Collected data entries:
■ ■ ■ ■

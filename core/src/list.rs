//! View-model for the recipe list screen.
//!
//! # Design
//! The published state is the single source of truth for what is shown:
//! `Loaded` carries the displayed (filtered) set. The unfiltered source set
//! and the filter selection are private and only change through the methods
//! below. Picking a filter and applying it are separate steps, so the
//! selection setters never recompute anything.
//!
//! Methods take `&self`. Two overlapping `load_recipes` calls are not
//! de-duplicated; whichever response resolves last decides the final state.

use std::sync::{Arc, Mutex, MutexGuard, PoisonError};

use tokio::sync::watch;
use tracing::{debug, info, warn};

use crate::client::ApiService;
use crate::filter::{DifficultyFilter, FilterSelection, RatingFilter};
use crate::presentation::{RatingFormatter, RecipeItem};
use crate::state::{StateStore, ViewState};
use crate::types::Recipe;

pub type RecipeList = Vec<Arc<RecipeItem>>;

#[derive(Debug, Default)]
struct ListData {
    all_recipes: RecipeList,
    selection: FilterSelection,
}

pub struct RecipeListViewModel<S> {
    service: S,
    formatter: RatingFormatter,
    store: StateStore<RecipeList>,
    data: Mutex<ListData>,
}

impl<S: ApiService> RecipeListViewModel<S> {
    pub fn new(service: S) -> Self {
        Self::with_formatter(service, RatingFormatter::default())
    }

    pub fn with_formatter(service: S, formatter: RatingFormatter) -> Self {
        Self {
            service,
            formatter,
            store: StateStore::new(),
            data: Mutex::new(ListData::default()),
        }
    }

    /// Fetch every recipe, replace the source set and publish the filtered
    /// view of it. `Loading` is published before the request is sent.
    pub async fn load_recipes(&self) {
        self.store.set(ViewState::Loading);

        let request = Recipe::fetch_all();
        match self.service.perform_request(&request).await {
            Ok(response) => {
                let recipes: RecipeList = response
                    .recipes
                    .into_iter()
                    .map(|recipe| Arc::new(RecipeItem::new(recipe, &self.formatter)))
                    .collect();

                let displayed = {
                    let mut data = self.data();
                    data.all_recipes = recipes;
                    data.selection.apply(&data.all_recipes)
                };

                info!(
                    total = response.total,
                    displayed = displayed.len(),
                    "recipes loaded"
                );
                self.store.set(ViewState::Loaded(displayed));
            }
            Err(err) => {
                warn!(error = %err, "failed to load recipes");
                self.store.set(ViewState::Error(err.to_string()));
            }
        }
    }

    /// Recompute the displayed set from the source set and the current
    /// selection. Does nothing when no recipes have been loaded. Outside
    /// `Loaded` the selection is kept for the next successful load.
    pub fn apply_filters(&self) {
        let displayed = {
            let data = self.data();
            if data.all_recipes.is_empty() {
                return;
            }
            data.selection.apply(&data.all_recipes)
        };

        let count = displayed.len();
        if self.publish_if_loaded(displayed) {
            debug!(displayed = count, "filters applied");
        }
    }

    /// Reset both selections to `All` and show the full source set.
    pub fn clear_filters(&self) {
        let all = {
            let mut data = self.data();
            data.selection = FilterSelection::default();
            data.all_recipes.clone()
        };

        self.publish_if_loaded(all);
    }

    /// Swap the displayed set only while `Loaded`, so a load that has just
    /// published `Loading` is never overwritten.
    fn publish_if_loaded(&self, displayed: RecipeList) -> bool {
        self.store.update(|state| match state {
            ViewState::Loaded(shown) => {
                *shown = displayed;
                true
            }
            _ => false,
        })
    }
}

impl<S> RecipeListViewModel<S> {
    pub fn set_selected_difficulty(&self, difficulty: DifficultyFilter) {
        self.data().selection.difficulty = difficulty;
    }

    pub fn set_selected_rating(&self, rating: RatingFilter) {
        self.data().selection.rating = rating;
    }

    pub fn selected_difficulty(&self) -> DifficultyFilter {
        self.data().selection.difficulty
    }

    pub fn selected_rating(&self) -> RatingFilter {
        self.data().selection.rating
    }

    pub fn selection(&self) -> FilterSelection {
        self.data().selection
    }

    pub fn all_difficulties(&self) -> &'static [DifficultyFilter] {
        &DifficultyFilter::ALL
    }

    pub fn all_ratings(&self) -> &'static [RatingFilter] {
        &RatingFilter::ALL
    }

    pub fn state(&self) -> ViewState<RecipeList> {
        self.store.snapshot()
    }

    pub fn subscribe(&self) -> watch::Receiver<ViewState<RecipeList>> {
        self.store.subscribe()
    }

    /// The displayed set, present only while `Loaded`.
    pub fn recipes(&self) -> Option<RecipeList> {
        self.store.with(|s| s.payload().cloned())
    }

    pub fn error_message(&self) -> Option<String> {
        self.store.with(|s| s.error().map(str::to_string))
    }

    fn data(&self) -> MutexGuard<'_, ListData> {
        self.data.lock().unwrap_or_else(PoisonError::into_inner)
    }
}

#[cfg(test)]
mod tests {
    use super::*;
    use crate::error::ApiError;
    use crate::mock::MockApiService;
    use crate::presentation::fixtures::recipe;
    use crate::types::RecipeResponse;

    fn response(recipes: Vec<Recipe>) -> RecipeResponse {
        RecipeResponse {
            total: recipes.len() as i64,
            recipes,
            skip: 0,
            limit: 30,
        }
    }

    fn view_model_with(recipes: Vec<Recipe>) -> RecipeListViewModel<MockApiService> {
        let service = MockApiService::new();
        service.add_result(response(recipes));
        RecipeListViewModel::new(service)
    }

    fn displayed_ids<S: ApiService>(vm: &RecipeListViewModel<S>) -> Vec<i64> {
        vm.recipes().unwrap().iter().map(|r| r.id).collect()
    }

    #[test]
    fn initial_state_is_loading_without_recipes() {
        let vm = RecipeListViewModel::new(MockApiService::new());
        assert_eq!(vm.state(), ViewState::Loading);
        assert!(vm.recipes().is_none());
        assert!(vm.error_message().is_none());
        assert_eq!(vm.selection(), FilterSelection::default());
    }

    #[tokio::test]
    async fn load_calls_service_once() {
        let vm = view_model_with(vec![recipe(1, "Easy", 4.0)]);
        vm.load_recipes().await;
        assert_eq!(vm.service.received_requests(), vec!["/recipes"]);
    }

    #[tokio::test]
    async fn load_projects_recipes_in_order() {
        let recipes = vec![recipe(1, "Easy", 7.8), recipe(2, "Hard", 4.0)];
        let expected: Vec<RecipeItem> = recipes.iter().cloned().map(RecipeItem::from).collect();
        let vm = view_model_with(recipes);

        vm.load_recipes().await;

        let shown = vm.recipes().unwrap();
        assert_eq!(shown.len(), 2);
        assert_eq!(*shown[0], expected[0]);
        assert_eq!(*shown[1], expected[1]);
        assert_eq!(shown[0].rating_string, "7.8");
        assert_eq!(shown[1].rating_string, "4.0");
    }

    #[tokio::test]
    async fn error_sets_error_state_with_message() {
        let service = MockApiService::new();
        service.add_error(ApiError::InvalidUrl);
        let vm = RecipeListViewModel::new(service);

        vm.load_recipes().await;

        assert_eq!(vm.state(), ViewState::Error("Invalid URL".to_string()));
        assert_eq!(vm.error_message().as_deref(), Some("Invalid URL"));
        assert!(vm.recipes().is_none());
    }

    #[tokio::test]
    async fn loading_is_observable_before_fetch_resolves() {
        let service = MockApiService::new();
        let release = service.add_pending();
        let vm = RecipeListViewModel::new(service);
        vm.store.set(ViewState::Error("stale".to_string()));

        let check = async {
            tokio::task::yield_now().await;
            assert!(vm.state().is_loading());
            release
                .send(Ok(serde_json::to_value(response(vec![recipe(1, "Easy", 3.0)])).unwrap()))
                .unwrap();
        };
        tokio::join!(vm.load_recipes(), check);

        assert_eq!(displayed_ids(&vm), vec![1]);
    }

    #[tokio::test]
    async fn filters_during_reload_do_not_replace_loading() {
        let vm = view_model_with(vec![recipe(1, "Easy", 4.0), recipe(2, "Hard", 4.0)]);
        vm.load_recipes().await;
        let release = vm.service.add_pending();

        let check = async {
            tokio::task::yield_now().await;
            vm.set_selected_difficulty(DifficultyFilter::Hard);
            vm.apply_filters();
            assert!(vm.state().is_loading());
            vm.clear_filters();
            assert!(vm.state().is_loading());
            vm.set_selected_difficulty(DifficultyFilter::Easy);
            release
                .send(Ok(serde_json::to_value(response(vec![
                    recipe(3, "Easy", 3.0),
                    recipe(4, "Hard", 3.0),
                ]))
                .unwrap()))
                .unwrap();
        };
        tokio::join!(vm.load_recipes(), check);

        assert_eq!(displayed_ids(&vm), vec![3]);
    }

    #[tokio::test]
    async fn hard_filter_keeps_only_hard_recipe() {
        let vm = view_model_with(vec![recipe(1, "Easy", 4.0), recipe(2, "Hard", 4.0)]);
        vm.load_recipes().await;

        vm.set_selected_difficulty(DifficultyFilter::Hard);
        vm.apply_filters();

        assert_eq!(displayed_ids(&vm), vec![2]);
    }

    #[tokio::test]
    async fn rating_filter_keeps_order() {
        let vm = view_model_with(vec![
            recipe(1, "Easy", 2.1),
            recipe(2, "Easy", 4.7),
            recipe(3, "Easy", 3.6),
        ]);
        vm.load_recipes().await;

        vm.set_selected_rating(RatingFilter::ThreePlus);
        vm.apply_filters();

        assert_eq!(displayed_ids(&vm), vec![2, 3]);
    }

    #[tokio::test]
    async fn selection_does_not_apply_until_requested() {
        let vm = view_model_with(vec![recipe(1, "Easy", 4.0), recipe(2, "Hard", 4.0)]);
        vm.load_recipes().await;

        vm.set_selected_difficulty(DifficultyFilter::Hard);
        vm.set_selected_rating(RatingFilter::FourPlus);

        assert_eq!(vm.selected_difficulty(), DifficultyFilter::Hard);
        assert_eq!(vm.selected_rating(), RatingFilter::FourPlus);
        assert_eq!(displayed_ids(&vm), vec![1, 2]);
    }

    #[tokio::test]
    async fn clear_filters_restores_full_set() {
        let vm = view_model_with(vec![
            recipe(1, "Easy", 1.5),
            recipe(2, "Hard", 4.5),
            recipe(3, "Medium", 3.5),
        ]);
        vm.load_recipes().await;
        vm.set_selected_difficulty(DifficultyFilter::Medium);
        vm.set_selected_rating(RatingFilter::ThreePlus);
        vm.apply_filters();
        assert_eq!(displayed_ids(&vm), vec![3]);

        vm.clear_filters();

        assert_eq!(vm.selection(), FilterSelection::default());
        assert_eq!(displayed_ids(&vm), vec![1, 2, 3]);
    }

    #[tokio::test]
    async fn selection_made_before_load_is_applied_on_load() {
        let vm = view_model_with(vec![recipe(1, "Easy", 4.0), recipe(2, "Hard", 4.0)]);
        vm.set_selected_difficulty(DifficultyFilter::Easy);

        vm.load_recipes().await;

        assert_eq!(displayed_ids(&vm), vec![1]);
    }

    #[test]
    fn apply_filters_without_recipes_is_noop() {
        let vm = RecipeListViewModel::new(MockApiService::new());
        vm.set_selected_rating(RatingFilter::TwoPlus);
        vm.apply_filters();
        assert_eq!(vm.state(), ViewState::Loading);
    }

    #[tokio::test]
    async fn failed_reload_keeps_source_set() {
        let service = MockApiService::new();
        service.add_result(response(vec![recipe(1, "Easy", 2.0), recipe(2, "Hard", 4.0)]));
        service.add_error(ApiError::NetworkError("offline".to_string()));
        service.add_result(response(vec![recipe(9, "Easy", 5.0)]));
        let vm = RecipeListViewModel::new(service);

        vm.load_recipes().await;
        vm.load_recipes().await;
        assert_eq!(vm.error_message().as_deref(), Some("offline"));

        // Filters picked while in error are stored but not published.
        vm.set_selected_rating(RatingFilter::FourPlus);
        vm.apply_filters();
        assert!(vm.recipes().is_none());
        assert_eq!(vm.data().all_recipes.len(), 2);

        vm.load_recipes().await;
        assert_eq!(displayed_ids(&vm), vec![9]);
    }

    #[tokio::test]
    async fn decoding_failure_surfaces_decoder_message() {
        let service = MockApiService::new();
        service.add_result(serde_json::json!({ "recipes": [], "total": 0, "skip": 0 }));
        let vm = RecipeListViewModel::new(service);

        vm.load_recipes().await;

        let message = vm.error_message().unwrap();
        assert!(message.contains("missing field `limit`"), "{message}");
    }

    #[tokio::test]
    async fn subscriber_observes_loaded_state() {
        let vm = view_model_with(vec![recipe(1, "Easy", 4.0)]);
        let mut rx = vm.subscribe();

        vm.load_recipes().await;

        rx.changed().await.unwrap();
        assert!(rx.borrow_and_update().is_loaded());
    }

    #[tokio::test]
    async fn last_resolved_load_wins() {
        let service = MockApiService::new();
        let first = service.add_pending();
        let second = service.add_pending();
        let vm = RecipeListViewModel::new(service);
        let mut rx = vm.subscribe();

        let drive = async {
            // Resolve the second call first, wait for it to land, then the first.
            second
                .send(Ok(serde_json::to_value(response(vec![recipe(2, "Hard", 4.0)])).unwrap()))
                .unwrap();
            rx.wait_for(|s| s.payload().is_some_and(|r| r[0].id == 2))
                .await
                .unwrap();
            first
                .send(Ok(serde_json::to_value(response(vec![recipe(1, "Easy", 4.0)])).unwrap()))
                .unwrap();
        };
        tokio::join!(vm.load_recipes(), vm.load_recipes(), drive);

        assert_eq!(displayed_ids(&vm), vec![1]);
        assert_eq!(vm.service.received_requests().len(), 2);
    }

    #[test]
    fn filter_options_are_listed_in_display_order() {
        let vm = RecipeListViewModel::new(MockApiService::new());
        let labels: Vec<_> = vm.all_ratings().iter().map(|r| r.label()).collect();
        assert_eq!(labels, vec!["All", "1+", "2+", "3+", "4+"]);
        assert_eq!(vm.all_difficulties().len(), 4);
    }
}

■ ■ ■ ■

**Goal of the exercise**
Exact duplication is required for the lines above, from the line that contains "assert!(rx.borrow_and_update().is_loaded());" to the line that contains "let second = service.add_pending();", inclusive; omit all others.

**Solution below**
        assert!(rx.borrow_and_update().is_loaded());
    }

    #[tokio::test]
    async fn last_resolved_load_wins() {
        let service = MockApiService::new();
        let first = service.add_pending();
        let second = service.add_pending();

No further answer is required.